オイル交換



エンジンオイルはなぜ交換する必要があるのか?

その理由とは、エンジンオイルは使用を続けることで性能の低下、すなわち劣化します。

エンジンオイルの役割は、エンジン内部の金属同士が擦れ合う部分の摩耗を防ぎ、各部がスムーズに作動する潤滑機能、エンジン内で発生した汚れを取り込む清浄作用、燃焼室の爆発圧力を逃がさないための気密保持性、爆発によって発生する熱を取り込み大気中に放出する冷却作用、エンジン内部の防錆作用など様々な機能が挙げられます。

しかし、エンジンオイルが劣化してくると、これらの機能を正常に果たせなくなってしまうのです。

すると、摺動部の金属同士が直接こすれ摩耗が発生したり、燃焼圧力が漏れることで出力が低下するなど、様々な弊害が現われてきます。

そのため、エンジンオイルが劣化してきたら、新しいオイルに交換する必要があるのです。






古いエンジンオイルを使い続けると...

エンジンオイルは、エンジン内の高熱、金属摩耗粉の混入により、酸化や劣化が進みます。

その結果、古くなったエンジンオイルを使い続けると、燃費が悪くなるだけでなく、エンジントラブルの原因になります。




粘度について

エンジンオイルがその本来の機能を発揮するためには、エンジン稼動中の高温の中でも「粘度」が確保される必要があります。

粘度というのは、オイルの硬さや軟らかさを表すものです。

例えば、5W-30という表示のオイルは四季を通じて使えるマルチグレードオイルで、Wの付く数字はWinter(冬)を意味し、どれだけ低い温度でエンジンが快調にかかるかを表しています。

またWの付く数字が小さいほど、より低温でのエンジンの始動が可能になります。

後ろの30という番号は、高温での使用時、100℃での粘度を表したものです。

粘度の高いオイルは厚い油膜ができるので、保護性能に優れ、シリンダーとピストンの密封性もアップします。

また油膜のクッション効果から静粛性も高くなります。

その反面、粘りによる抵抗は高くなります。(スポーツカータイプ)

粘度オイルは、さらさらと流れやすいので、低温から高い潤滑性を得られるし、抵抗が低いため燃費やパワーアップが期待できます。(エコカータイプ)




オイル交換の目安は?

エンジンオイルを交換する目安は、走行距離にして約5,000km~10,000kmです。

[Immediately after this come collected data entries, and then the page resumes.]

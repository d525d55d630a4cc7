//! Artifact references
//!
//! The codegen step that runs before the build produces precompiled
//! documents. The rewriter consumes them in one of two forms: a module
//! path the rewritten code re-imports from (deferred resolution), or an
//! in-memory name-to-document mapping whose entries are inlined as
//! literals (immediate resolution).

use std::collections::HashMap;

use serde_json::Value;

use crate::error::{Error, Result};

/// Conventional subpath of the generated document module inside an
/// artifact directory
const DOCUMENT_MODULE_SUBPATH: &str = "graphql";

/// Reference to the precompiled codegen output, supplied once per
/// invocation and read-only
#[derive(Debug, Clone)]
pub enum ArtifactReference {
    /// Path to the artifact directory; referenced documents are
    /// re-imported from its generated document module at build time
    Directory(String),

    /// Name-to-document mapping; referenced documents are serialized
    /// inline. Every referenced name must be present.
    Documents(HashMap<String, Value>),
}

impl ArtifactReference {
    /// Build the immediate-resolution form from a JSON manifest
    pub fn documents_from_json(manifest: &str) -> Result<Self> {
        let documents: HashMap<String, Value> = serde_json::from_str(manifest)
            .map_err(|e| Error::artifact_manifest(format!("invalid manifest JSON: {e}")))?;
        Ok(Self::Documents(documents))
    }

    /// Module path the deferred-resolution import is drawn from
    pub fn document_module_path(directory: &str) -> String {
        format!(
            "{}/{DOCUMENT_MODULE_SUBPATH}",
            directory.trim_end_matches('/')
        )
    }
}

#[cfg(test)]
mod tests {
    use super::*;

    #[test]
    fn test_document_module_path() {
        assert_eq!(
            ArtifactReference::document_module_path("./src/__generated__"),
            "./src/__generated__/graphql"
        );
        assert_eq!(
            ArtifactReference::document_module_path("./gen/"),
            "./gen/graphql"
        );
    }

    #[test]
    fn test_documents_from_json() {
        let artifact = ArtifactReference::documents_from_json(
            r#"{"UsersQueryDocument":{"kind":"Document"}}"#,
        )
        .expect("manifest should deserialize");
        match artifact {
            ArtifactReference::Documents(docs) => {
                assert!(docs.contains_key("UsersQueryDocument"));
            }
            ArtifactReference::Directory(_) => panic!("expected mapping form"),
        }
        assert!(ArtifactReference::documents_from_json("[1, 2]").is_err());
    }
}
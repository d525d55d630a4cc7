use thiserror::Error;

/// Result type for gqlinline operations
pub type Result<T> = std::result::Result<T, Error>;

/// Main error type for gqlinline operations
#[derive(Error, Debug)]
pub enum Error {
    /// I/O related errors
    #[error("I/O error: {0}")]
    Io(#[from] std::io::Error),

    /// Parsing errors when processing source code
    #[error("Parse error: {0}")]
    Parse(String),

    /// A requested document name is absent from the artifact mapping
    #[error("Artifact entry not found: {name}")]
    ArtifactLookup { name: String },

    /// Artifact manifests that cannot be read or deserialized
    #[error("Artifact manifest error: {0}")]
    ArtifactManifest(String),

    /// Invalid input
    #[error("Invalid input: {0}")]
    InvalidInput(String),

    /// Generic error with context
    #[error("{context}: {source}")]
    WithContext {
        context: String,
        #[source]
        source: Box<dyn std::error::Error + Send + Sync>,
    },

    /// Any other error
    #[error(transparent)]
    Other(#[from] anyhow::Error),
}

impl Error {
    /// Creates a parse error
    pub fn parse(message: impl Into<String>) -> Self {
        Self::Parse(message.into())
    }

    /// Creates an artifact lookup error
    pub fn artifact_lookup(name: impl Into<String>) -> Self {
        Self::ArtifactLookup { name: name.into() }
    }

    /// Creates an artifact manifest error
    pub fn artifact_manifest(msg: impl Into<String>) -> Self {
        Self::ArtifactManifest(msg.into())
    }

    /// Creates an invalid input error
    pub fn invalid_input(msg: impl Into<String>) -> Self {
        Self::InvalidInput(msg.into())
    }

    /// Adds context to any error
    pub fn with_context<E>(context: impl Into<String>, source: E) -> Self
    where
        E: std::error::Error + Send + Sync + 'static,
    {
        Self::WithContext {
            context: context.into(),
            source: Box::new(source),
        }
    }
}

/// Extension trait for adding context to Results
pub trait ResultExt<T> {
    /// Add context to an error
    fn context(self, context: impl Into<String>) -> Result<T>;
}

impl<T, E> ResultExt<T> for std::result::Result<T, E>
where
    E: std::error::Error + Send + Sync + 'static,
{
    fn context(self, context: impl Into<String>) -> Result<T> {
        self.map_err(|e| Error::with_context(context, e))
    }
}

ただし距離を走らないクルマでは、6ヵ月~1年を目安に行います。



スポーツ走行なら

ターボ車や、良くエンジンを回す人以外だったら、10W-30ぐらいで充分ですが、高温でも強いオイルの10W-40、10W-50を使えばより安心して走行できます。

エンジンの小さい軽自動車やコンパクトスポーツカーは10W-30がおすすめですね。



燃費を良くしたいなら

10W-40より10W-30、10W-30より5W-30の方が柔らかく、柔らかいほど燃費は良くなります。

しかし、ターボ車や高回転を回してエンジンに負荷のかかる運転をする車などには、向いていません。



旧車に乗ってるなら

古い車は、ピストンとシリンダの間に隙間があって、エンジンオイルを消費(燃焼)する事があります。

オイルの油膜が切れると、エンジンを破壊してしまうことになるのでピストンとシリンダの隙間を油膜で埋めてしっかりと定着させる粘度の高い10W-40や10W-50のオイルを選ぶのがグッドです。





エンジンオイルは、エンジンの内部で潤滑や冷却をしているので徐々に劣化していきます。

古くなったエンジンオイルは燃費を悪くし、エンジントラブルの原因にもなるため定期的に交換しましょうね。